[AAS11-P10] Development of a regime-dependent autoconversion parameterization using satellite observations
Keywords:Aerosol-cloud interaction, autoconversion, cloud regime, precipitation efficiency, cloud susceptibility
Aerosol-cloud interactions (ACI) are major sources of uncertainty in climate modeling due to their complex dependences on cloud regimes, which are less understood. Most of the climate models tend to overestimate the magnitude of ACI compared with satellite observations partly because of an autoconversion parameterization in which the magnitude of warm rain modulation depending on aerosol perturbations is prescribed regardless of cloud regimes.
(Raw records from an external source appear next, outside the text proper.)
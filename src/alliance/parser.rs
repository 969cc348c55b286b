//! 同盟统计表解析
//!
//! 游戏导出的 CSV 编码不固定（常见 UTF-8 BOM 与 GB18030），列名也随版本变化，
//! 这里统一转成 [`MemberRow`]。

use chrono::{NaiveDate, NaiveDateTime};
use encoding_rs::GB18030;
use regex::Regex;
use std::fmt;
use std::sync::OnceLock;

use crate::{debug, warn};

/// 分组列为空时的占位
pub const UNGROUPED: &str = "未分组";

// ===== 编码探测 =====

#[derive(Debug, Clone, Copy, PartialEq, Eq)]
pub enum TextEncoding {
    Utf8Sig,
    Gb18030,
    Utf8,
}

/// 依次尝试的编码
pub const DETECT_ORDER: [TextEncoding; 3] =
    [TextEncoding::Utf8Sig, TextEncoding::Gb18030, TextEncoding::Utf8];

impl TextEncoding {
    pub fn name(self) -> &'static str {
        match self {
            TextEncoding::Utf8Sig => "utf-8-sig",
            TextEncoding::Gb18030 => "gb18030",
            TextEncoding::Utf8 => "utf-8",
        }
    }

    /// 严格解码，遇到非法字节返回 None
    fn decode(self, bytes: &[u8]) -> Option<String> {
        match self {
            TextEncoding::Utf8Sig => {
                let body = bytes.strip_prefix(b"\xEF\xBB\xBF").unwrap_or(bytes);
                std::str::from_utf8(body).ok().map(str::to_string)
            }
            TextEncoding::Gb18030 => GB18030
                .decode_without_bom_handling_and_without_replacement(bytes)
                .map(|s| s.into_owned()),
            TextEncoding::Utf8 => std::str::from_utf8(bytes).ok().map(str::to_string),
        }
    }
}

#[derive(Debug)]
pub struct DecodeError;

impl fmt::Display for DecodeError {
    fn fmt(&self, f: &mut fmt::Formatter<'_>) -> fmt::Result {
        write!(f, "无法识别文件编码")
    }
}

impl std::error::Error for DecodeError {}

fn first_line(bytes: &[u8]) -> &[u8] {
    match bytes.iter().position(|&b| b == b'\n') {
        Some(i) => &bytes[..=i],
        None => bytes,
    }
}

/// 用首行探测编码，再整体解码
///
/// 首行能解码但全文失败时继续尝试下一个编码。
pub fn decode(bytes: &[u8]) -> Result<(String, &'static str), DecodeError> {
    let head = first_line(bytes);
    for enc in DETECT_ORDER {
        if enc.decode(head).is_none() {
            continue;
        }
        match enc.decode(bytes) {
            Some(text) => return Ok((text, enc.name())),
            None => debug!(target: "Alliance", "{} 首行可解码但全文失败", enc.name()),
        }
    }
    Err(DecodeError)
}

// ===== 列名映射 =====

#[derive(Debug, Clone, Copy, PartialEq, Eq)]
pub enum Field {
    Name,
    Rank,
    Group,
    Contribution,
    Power,
    BattleAchievement,
    Assist,
    Donation,
}

/// 每个字段可接受的表头，靠前的优先
pub static FIELD_ALIASES: &[(Field, &[&str])] = &[
    (Field::Name, &["成员", "名字", "Name"]),
    (Field::Rank, &["排名", "Rank", "贡献排行"]),
    (Field::Group, &["分组", "Group"]),
    (Field::Contribution, &["贡献", "Contribution", "贡献总量"]),
    (Field::Power, &["势力值", "势力", "Power"]),
    (Field::BattleAchievement, &["战功", "Battle", "战功总量"]),
    (Field::Assist, &["助攻", "Assist", "助攻总量"]),
    (Field::Donation, &["捐献", "Donation", "捐献总量"]),
];

/// 表头解析结果：字段 -> 列下标
#[derive(Debug, Default, Clone, Copy)]
struct Columns {
    name: Option<usize>,
    rank: Option<usize>,
    group: Option<usize>,
    contribution: Option<usize>,
    power: Option<usize>,
    battle_achievement: Option<usize>,
    assist: Option<usize>,
    donation: Option<usize>,
}

impl Columns {
    fn resolve(headers: &csv::StringRecord) -> Self {
        let headers: Vec<&str> = headers.iter().collect();
        let mut cols = Columns::default();
        for (field, aliases) in FIELD_ALIASES {
            // 同名表头取最后一列
            let idx = aliases
                .iter()
                .find_map(|a| headers.iter().rposition(|h| h == a));
            let slot = match field {
                Field::Name => &mut cols.name,
                Field::Rank => &mut cols.rank,
                Field::Group => &mut cols.group,
                Field::Contribution => &mut cols.contribution,
                Field::Power => &mut cols.power,
                Field::BattleAchievement => &mut cols.battle_achievement,
                Field::Assist => &mut cols.assist,
                Field::Donation => &mut cols.donation,
            };
            *slot = idx;
        }
        cols
    }
}

// ===== 行解析 =====

#[derive(Debug, Clone, PartialEq, Eq)]
pub struct MemberRow {
    pub rank: i64,
    pub name: String,
    pub group_name: String,
    pub contribution: i64,
    pub power: i64,
    pub battle_achievement: i64,
    pub assist: i64,
    pub donation: i64,
}

/// "1,234" / "56.7" / "" 之类的单元格转为非负整数，失败记 0
pub fn parse_number(raw: &str) -> i64 {
    let cleaned = raw.trim().replace(',', "");
    if cleaned.is_empty() {
        return 0;
    }
    match cleaned.parse::<f64>() {
        Ok(v) if v.is_finite() && v > 0.0 => v.trunc() as i64,
        _ => 0,
    }
}

#[derive(Debug, Default)]
pub struct ParsedRoster {
    pub rows: Vec<MemberRow>,
    /// 没有成员名或无法解析的行
    pub skipped: usize,
}

pub fn parse_roster(text: &str) -> ParsedRoster {
    let mut reader = csv::ReaderBuilder::new()
        .flexible(true)
        .trim(csv::Trim::All)
        .from_reader(text.as_bytes());

    let mut parsed = ParsedRoster::default();

    let headers = match reader.headers() {
        Ok(h) => h.clone(),
        Err(e) => {
            warn!(target: "Alliance", "表头解析失败: {}", e);
            return parsed;
        }
    };
    let cols = Columns::resolve(&headers);
    debug!(target: "Alliance", "表头: {:?}", headers.iter().collect::<Vec<_>>());

    let Some(name_idx) = cols.name else {
        warn!(target: "Alliance", "找不到成员列");
        return parsed;
    };

    for (line, record) in reader.records().enumerate() {
        let record = match record {
            Ok(r) => r,
            Err(e) => {
                warn!(target: "Alliance", "第 {} 行解析失败: {}", line + 2, e);
                parsed.skipped += 1;
                continue;
            }
        };

        let name = record.get(name_idx).unwrap_or("");
        if name.is_empty() {
            parsed.skipped += 1;
            continue;
        }

        let cell = |idx: Option<usize>| idx.and_then(|i| record.get(i)).unwrap_or("");
        let group = cell(cols.group);

        parsed.rows.push(MemberRow {
            rank: parse_number(cell(cols.rank)),
            name: name.to_string(),
            group_name: if group.is_empty() {
                UNGROUPED.to_string()
            } else {
                group.to_string()
            },
            contribution: parse_number(cell(cols.contribution)),
            power: parse_number(cell(cols.power)),
            battle_achievement: parse_number(cell(cols.battle_achievement)),
            assist: parse_number(cell(cols.assist)),
            donation: parse_number(cell(cols.donation)),
        });
    }

    parsed
}

// ===== 文件名中的统计时间 =====

static STATS_TIME_REGEX: OnceLock<Regex> = OnceLock::new();

fn stats_time_regex() -> &'static Regex {
    STATS_TIME_REGEX.get_or_init(|| {
        Regex::new(r"(\d{4})年(\d{1,2})月(\d{1,2})日(\d{1,2})时(\d{1,2})分(\d{1,2})秒")
            .expect("Invalid Regex")
    })
}

/// 例如 `同盟统计2025年01月25日13时30分12秒.csv`，日期不合法时返回 None
pub fn parse_stats_time(filename: &str) -> Option<NaiveDateTime> {
    let caps = stats_time_regex().captures(filename)?;
    let num = |i: usize| caps.get(i).and_then(|m| m.as_str().parse::<u32>().ok());

    let year = caps.get(1)?.as_str().parse::<i32>().ok()?;
    NaiveDate::from_ymd_opt(year, num(2)?, num(3)?)?.and_hms_opt(num(4)?, num(5)?, num(6)?)
}

/// 去重键：有统计时间按时间，否则按文件名
pub fn dedup_key(filename: &str, stats_time: Option<NaiveDateTime>) -> String {
    match stats_time {
        Some(t) => format!("stats:{}", t.format("%Y-%m-%d %H:%M:%S")),
        None => format!("file:{}", filename),
    }
}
Here we develop a new autoconversion parameterization which includes the regime-dependence of ACI inferred from satellite observations. The new scheme represents the magnitude of ACI as a function of the precipitation efficiency characterized by the ratio of rainwater to total liquid water. The proposed scheme is designed to reproduce a lower cloud susceptibility to aerosols in a more efficient precipitating regime according to the satellite-derived relationship, which allows to simulate nonmonotonic cloud responses to aerosol perturbations with spatial dependence in terms of cloud regimes. This is supported by the satellite statistics that show an inverse correlation between the cloud susceptibility and precipitation efficiency, and is also in good agreement with a steady-state model in a past study. Our results that are expected to fix the magnitude of ACI and hence ignore the regime dependence are more realistic than previous autoconversion schemes. The new scheme will reconcile some of the common biases in particular the excessive ACI in current global climate models. We show an impact of the new scheme on the simulated precipitation characteristics and aerosol effective radiative forcing using a single-column model and a global aerosol-climate model.